SFFS222 October 2023 TMS320F2800153-Q1 , TMS320F2800154-Q1 , TMS320F2800155-Q1 , TMS320F2800156-Q1 , TMS320F2800157 , TMS320F2800157-Q1
This section provides the high level details related to what a system integrator must consider during the process of defining and building their F280015x based safety architecture.
The software support for the various safety mechanisms in the F280015x can be divided into the following categories:
A safe product built on the F280015x device hierarchically deploys each of the software solutions provided by TI. The first in the hierarchy is the C28x_STL which detect permanent faults inside the CPU by implementing the CPU3 - Software Test of CPU safety mechanism. The second in the hierarchy is the SDL which provides a series of examples of safety mechanisms that are designed to detect permanent faults inside several key elements within the F280015x device.
Since other safety mechanisms make use of and depend on the C28x CPU, it is important to run the C28x_STL first to make sure that the CPU is functioning properly and is capable of performing the required safety operations. Additionally, to detect potential causes of failure of the C28x_STL, the integrator should make sure that the internal watchdog, the LCM, and the Flash and RAM ECC/Parity logic are enabled before the C28x_STL runs.
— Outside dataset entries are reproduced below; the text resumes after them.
//! Entity property records and their partial-update counterparts.
//!
//! Dates throughout are opaque strings ("1890", "circa 1890", "1890-04-02");
//! they are compared lexically for ordering and never parsed.

use serde::{Deserialize, Serialize};
use strum::{Display, EnumIter, EnumString, IntoEnumIterator};

use crate::{
  entity::{Entity, EntityKind},
  patch::{Patch, replace},
};

// ─── Person ──────────────────────────────────────────────────────────────────

#[derive(Debug, Clone, PartialEq, Eq, Default, Serialize, Deserialize)]
pub struct Person {
  pub name:        String,
  pub gender:      Option<String>,
  pub birth_date:  Option<String>,
  pub birth_place: Option<String>,
  pub death_date:  Option<String>,
  pub death_place: Option<String>,
  pub maiden_name: Option<String>,
  pub bio:         Option<String>,
}

impl Person {
  /// Convenience constructor with every optional field absent.
  pub fn named(name: impl Into<String>) -> Self {
    Self { name: name.into(), ..Self::default() }
  }
}

#[derive(Debug, Clone, Default, Deserialize)]
#[serde(default)]
pub struct PersonPatch {
  pub name:        Option<String>,
  pub gender:      Patch<String>,
  pub birth_date:  Patch<String>,
  pub birth_place: Patch<String>,
  pub death_date:  Patch<String>,
  pub death_place: Patch<String>,
  pub maiden_name: Patch<String>,
  pub bio:         Patch<String>,
}

impl Entity for Person {
  const KIND: EntityKind = EntityKind::Person;
  type Patch = PersonPatch;

  fn apply(&mut self, patch: PersonPatch) {
    replace(&mut self.name, patch.name);
    patch.gender.apply_to(&mut self.gender);
    patch.birth_date.apply_to(&mut self.birth_date);
    patch.birth_place.apply_to(&mut self.birth_place);
    patch.death_date.apply_to(&mut self.death_date);
    patch.death_place.apply_to(&mut self.death_place);
    patch.maiden_name.apply_to(&mut self.maiden_name);
    patch.bio.apply_to(&mut self.bio);
  }
}

// ─── Place ───────────────────────────────────────────────────────────────────

#[derive(Debug, Clone, PartialEq, Default, Serialize, Deserialize)]
pub struct Place {
  pub name:    String,
  pub street:  Option<String>,
  pub city:    Option<String>,
  pub state:   Option<String>,
  pub country: Option<String>,
  pub geo_lat: Option<f64>,
  pub geo_lng: Option<f64>,
}

#[derive(Debug, Clone, Default, Deserialize)]
#[serde(default)]
pub struct PlacePatch {
  pub name:    Option<String>,
  pub street:  Patch<String>,
  pub city:    Patch<String>,
  pub state:   Patch<String>,
  pub country: Patch<String>,
  pub geo_lat: Patch<f64>,
  pub geo_lng: Patch<f64>,
}

impl Entity for Place {
  const KIND: EntityKind = EntityKind::Place;
  type Patch = PlacePatch;

  fn apply(&mut self, patch: PlacePatch) {
    replace(&mut self.name, patch.name);
    patch.street.apply_to(&mut self.street);
    patch.city.apply_to(&mut self.city);
    patch.state.apply_to(&mut self.state);
    patch.country.apply_to(&mut self.country);
    patch.geo_lat.apply_to(&mut self.geo_lat);
    patch.geo_lng.apply_to(&mut self.geo_lng);
  }
}

// ─── Organization ────────────────────────────────────────────────────────────

#[derive(Debug, Clone, PartialEq, Eq, Default, Serialize, Deserialize)]
pub struct Organization {
  pub name:     String,
  /// Free text such as "company", "military", "school".
  pub category: Option<String>,
  pub location: Option<String>,
}

#[derive(Debug, Clone, Default, Deserialize)]
#[serde(default)]
pub struct OrganizationPatch {
  pub name:     Option<String>,
  pub category: Patch<String>,
  pub location: Patch<String>,
}

impl Entity for Organization {
  const KIND: EntityKind = EntityKind::Organization;
  type Patch = OrganizationPatch;

  fn apply(&mut self, patch: OrganizationPatch) {
    replace(&mut self.name, patch.name);
    patch.category.apply_to(&mut self.category);
    patch.location.apply_to(&mut self.location);
  }
}

// ─── Event ───────────────────────────────────────────────────────────────────

/// Life events that are not already captured by person fields (birth, death)
/// or relationship dates (marriage).
#[derive(
  Debug,
  Clone,
  Copy,
  PartialEq,
  Eq,
  Hash,
  Serialize,
  Deserialize,
  Display,
  EnumString,
  EnumIter,
)]
#[serde(rename_all = "SCREAMING_SNAKE_CASE")]
#[strum(serialize_all = "SCREAMING_SNAKE_CASE")]
pub enum EventType {
  Graduation,
  MilitaryService,
  Award,
  Immigration,
  Retirement,
  Other,
}

impl EventType {
  pub fn all() -> Vec<Self> { Self::iter().collect() }
}

#[derive(Debug, Clone, PartialEq, Eq, Serialize, Deserialize)]
pub struct Event {
  #[serde(rename = "type")]
  pub event_type:  EventType,
  pub event_date:  Option<String>,
  pub description: Option<String>,
  pub location:    Option<String>,
}

impl Event {
  pub fn new(event_type: EventType) -> Self {
    Self {
      event_type,
      event_date: None,
      description: None,
      location: None,
    }
  }
}

#[derive(Debug, Clone, Default, Deserialize)]
#[serde(default)]
pub struct EventPatch {
  #[serde(rename = "type")]
  pub event_type:  Option<EventType>,
  pub event_date:  Patch<String>,
  pub description: Patch<String>,
  pub location:    Patch<String>,
}

impl Entity for Event {
  const KIND: EntityKind = EntityKind::Event;
  type Patch = EventPatch;

  fn apply(&mut self, patch: EventPatch) {
    replace(&mut self.event_type, patch.event_type);
    patch.event_date.apply_to(&mut self.event_date);
    patch.description.apply_to(&mut self.description);
    patch.location.apply_to(&mut self.location);
  }
}

// ─── Occupation ──────────────────────────────────────────────────────────────

/// A job held by exactly one person (linked by `WORKED_AS`), optionally at
/// one organization (linked by `EMPLOYED_BY`).
#[derive(Debug, Clone, PartialEq, Eq, Default, Serialize, Deserialize)]
pub struct Occupation {
  pub title:       String,
  pub description: Option<String>,
  pub start_date:  Option<String>,
  pub end_date:    Option<String>,
  pub location:    Option<String>,
}

#[derive(Debug, Clone, Default, Deserialize)]
#[serde(default)]
pub struct OccupationPatch {
  pub title:       Option<String>,
  pub description: Patch<String>,
  pub start_date:  Patch<String>,
  pub end_date:    Patch<String>,
  pub location:    Patch<String>,
}

impl Entity for Occupation {
  const KIND: EntityKind = EntityKind::Occupation;
  type Patch = OccupationPatch;

  fn apply(&mut self, patch: OccupationPatch) {
    replace(&mut self.title, patch.title);
    patch.description.apply_to(&mut self.description);
    patch.start_date.apply_to(&mut self.start_date);
    patch.end_date.apply_to(&mut self.end_date);
    patch.location.apply_to(&mut self.location);
  }
}

// ─── Media ───────────────────────────────────────────────────────────────────

/// Coarse media category derived from the uploaded MIME type.
#[derive(
  Debug,
  Clone,
  Copy,
  PartialEq,
  Eq,
  Hash,
  Serialize,
  Deserialize,
  Display,
  EnumString,
)]
#[serde(rename_all = "lowercase")]
#[strum(serialize_all = "lowercase")]
pub enum MediaCategory {
  Image,
  Video,
  Document,
  Other,
}

impl MediaCategory {
  /// Classify a MIME type such as `image/jpeg`.
  pub fn from_mime(content_type: &str) -> Self {
    let mime = content_type.trim().to_ascii_lowercase();
    if mime.starts_with("image/") {
      Self::Image
    } else if mime.starts_with("video/") {
      Self::Video
    } else if mime == "application/pdf" {
      Self::Document
    } else {
      Self::Other
    }
  }
}

/// Metadata for a stored media file. The binary lives outside the graph at
/// `file_path`.
#[derive(Debug, Clone, PartialEq, Eq, Serialize, Deserialize)]
pub struct Media {
  pub filename:    String,
  pub file_path:   String,
  #[serde(rename = "file_type")]
  pub category:    MediaCategory,
  pub caption:     Option<String>,
  /// `YYYY-MM-DD`, set when the record is created.
  pub upload_date: String,
}

/// Input to [`crate::FamilyTree::create_media`]; the category and upload
/// date are derived, not supplied.
#[derive(Debug, Clone, Deserialize)]
pub struct NewMedia {
  pub filename:     String,
  pub file_path:    String,
  pub content_type: String,
  pub caption:      Option<String>,
}

impl NewMedia {
  pub fn into_media(self, upload_date: String) -> Media {
    Media {
      category: MediaCategory::from_mime(&self.content_type),
      filename: self.filename,
      file_path: self.file_path,
      caption: self.caption,
      upload_date,
    }
  }
}

#[derive(Debug, Clone, Default, Deserialize)]
#[serde(default)]
pub struct MediaPatch {
  pub filename: Option<String>,
  pub caption:  Patch<String>,
}

impl Entity for Media {
  const KIND: EntityKind = EntityKind::Media;
  type Patch = MediaPatch;

  fn apply(&mut self, patch: MediaPatch) {
    replace(&mut self.filename, patch.filename);
    patch.caption.apply_to(&mut self.caption);
  }
}

#[cfg(test)]
mod tests {
  use super::*;

  #[test]
  fn mime_classification() {
    assert_eq!(MediaCategory::from_mime("image/png"), MediaCategory::Image);
    assert_eq!(MediaCategory::from_mime("Video/MP4"), MediaCategory::Video);
    assert_eq!(
      MediaCategory::from_mime("application/pdf"),
      MediaCategory::Document
    );
    assert_eq!(MediaCategory::from_mime("text/plain"), MediaCategory::Other);
  }

  #[test]
  fn event_type_wire_names() {
    let parsed: EventType = "MILITARY_SERVICE".parse().unwrap();
    assert_eq!(parsed, EventType::MilitaryService);
    assert_eq!(
      serde_json::to_value(EventType::Immigration).unwrap(),
      serde_json::json!("IMMIGRATION")
    );
    assert!("BIRTH".parse::<EventType>().is_err());
    assert_eq!(EventType::all().len(), 6);
  }

  #[test]
  fn absent_fields_serialise_as_null() {
    let json = serde_json::to_value(Person::named("Ada")).unwrap();
    assert_eq!(json["name"], "Ada");
    assert!(json["bio"].is_null());
    assert!(json.as_object().unwrap().contains_key("bio"));
  }

  #[test]
  fn person_patch_is_partial() {
    let mut p = Person {
      birth_date: Some("1890".into()),
      bio: Some("farmer".into()),
      ..Person::named("Ada")
    };
    let patch: PersonPatch =
      serde_json::from_str(r#"{"birth_date": "circa 1890", "bio": null}"#)
        .unwrap();
    p.apply(patch);
    assert_eq!(p.name, "Ada");
    assert_eq!(p.birth_date.as_deref(), Some("circa 1890"));
    assert_eq!(p.bio, None);
  }
}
The SDL supports safety mechanisms such as: CPU22 - Self-test Logic for LCM, CLK10 - Software Test of Watchdog (WD) Operation, CLK12 - Software Test of Missing Clock Detect Functionality, SRAM14 - Software Test of Parity Logic, SRAM13 - Software Test of ECC Logic, SRAM3 - Software Test of SRAM and several other key processing elements. The system integrator must study all the safety mechanisms and determine their applicability into the safety system being designed. The safety system must be evaluated with respect to the startup and runtime constraints and whether the software diagnostic tests can be run during POST, PEST or a combination of both.